Ck Anees, C Arjun, Nedunchezian Bhubaneshwar, Srinivasan Shuba, Augustine Anitha Theresa
Department of General Medicine, Dr. Moopen's Medical College, Wayanad, IND.
Department of General Medicine, Sri Madhusudan Sai Institute of Medical Sciences and Research, Chikkaballapur, IND.
Cureus. 2023 Mar 13;15(3):e36068. doi: 10.7759/cureus.36068. eCollection 2023 Mar.

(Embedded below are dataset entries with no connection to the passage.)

//! `select_best_node`: probe a group's members and switch to the fastest

use crate::handlers::AppState;
use crate::metrics::Outcome;
use crate::nodes::{BestNodeSelector, ReadBack, SelectionOutcome, SelectionReport};
use crate::tools::params::SelectBestParams;
use crate::tools::probe_options;
use crate::tools::report::{ToolReport, member_hint, ranked_table};
use std::fmt::Write;

/// Rows of the ranked list shown in the report
const SHOWN_RANKS: usize = 10;

pub async fn run(state: &AppState, params: SelectBestParams) -> ToolReport {
    let options = match probe_options(state, params.timeout_ms, params.url) {
        Ok(options) => options,
        Err(report) => return report,
    };
    let group = params
        .group
        .filter(|g| !g.trim().is_empty())
        .unwrap_or_else(|| state.config().probe.default_group().to_string());

    let selector = BestNodeSelector::new(state.client().clone());
    let report = match selector.select_best(&group, &options).await {
        Ok(report) => report,
        Err(e) => return ToolReport::failure(format!("Error: {}", e)),
    };

    state
        .metrics()
        .record_probes(report.ranked.iter().map(|p| &p.outcome));
    match report.outcome {
        SelectionOutcome::Switched { .. } => state.metrics().record_switch(Outcome::Success),
        SelectionOutcome::SwitchFailed { .. } => state.metrics().record_switch(Outcome::Failure),
        SelectionOutcome::NoneAvailable => {}
    }

    render(&report)
}

fn render(report: &SelectionReport) -> ToolReport {
    let group = &report.group;
    let mut out = format!("Tested {} nodes in [{}]\n\n", report.ranked.len(), group);
    out.push_str(&ranked_table(&report.ranked, Some(SHOWN_RANKS)));
    out.push('\n');

    match &report.outcome {
        SelectionOutcome::NoneAvailable => {
            let _ = write!(out, "No available nodes! [{}] left unchanged.", group);
            ToolReport::success(out)
        }
        SelectionOutcome::Switched {
            node,
            latency_ms,
            already_selected,
            read_back,
        } => {
            let _ = writeln!(out, "Best: {} ({}ms)", node, latency_ms);
            let _ = write!(out, "Switched [{}] -> {} ({}ms)", group, node, latency_ms);
            if *already_selected {
                out.push_str(" (already selected)");
            }
            match read_back {
                ReadBack::Confirmed => {}
                ReadBack::Mismatch { actual } => {
                    let _ = write!(
                        out,
                        "\nWarning: daemon now reports [{}] -> {}",
                        group,
                        actual.as_deref().unwrap_or("nothing")
                    );
                }
                ReadBack::Unavailable { reason } => {
                    let _ = write!(out, "\nWarning: could not verify selection: {}", reason);
                }
            }
            ToolReport::success(out)
        }
        SelectionOutcome::SwitchFailed {
            node,
            latency_ms,
            error,
        } => {
            let _ = writeln!(out, "Best: {} ({}ms)", node, latency_ms);
            let _ = writeln!(out, "Error switching [{}] -> {}: {}\n", group, node, error);
            out.push_str(&member_hint(
                group,
                report.ranked.iter().map(|p| p.name.as_str()),
            ));
            ToolReport::failure(out)
        }
    }
}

Multisystem inflammatory syndrome in adults (MIS-A) is a rare condition that can occur after an adult has been infected with severe acute respiratory syndrome coronavirus 2 (SARS-CoV-2). It can occur anywhere between two and 12 weeks after the beginning of acute coronavirus disease 2019 (COVID-19) infection and is characterized by extrapulmonary multiorgan failure. It is primarily seen in young and previously healthy individuals. The exact prevalence of MIS-A is unclear. It is likely underdiagnosed due to overlapping symptoms with severe COVID-19 and difficulty in identifying the syndrome without a preceding COVID-19 infection. The pathogenesis of MIS-A is also largely unknown but is likely caused by an immune response that is dysregulated or antibody-mediated. Treatment primarily involves corticosteroids, but severe cases may require intravenous immune globulin (IVIG). The timing of starting corticosteroid therapy is crucial, as delays can result in increased complications and a longer hospital stay.
成人多系统炎症综合征(MIS-A)是一种罕见病症,可在成人感染严重急性呼吸综合征冠状病毒2(SARS-CoV-2)后出现。它可在2019冠状病毒病(COVID-19)急性感染开始后的2至12周内的任何时间出现,其特征为肺外多器官功能衰竭。它主要见于年轻且既往健康的个体。MIS-A的确切患病率尚不清楚。由于其症状与重症COVID-19重叠,且在没有先前COVID-19感染的情况下难以识别该综合征,因此可能存在诊断不足的情况。MIS-A的发病机制在很大程度上也尚不清楚,但可能是由失调的免疫反应或抗体介导引起的。治疗主要涉及使用皮质类固醇,但重症病例可能需要静脉注射免疫球蛋白(IVIG)。开始皮质类固醇治疗的时机至关重要,因为延迟可能会导致并发症增加和住院时间延长。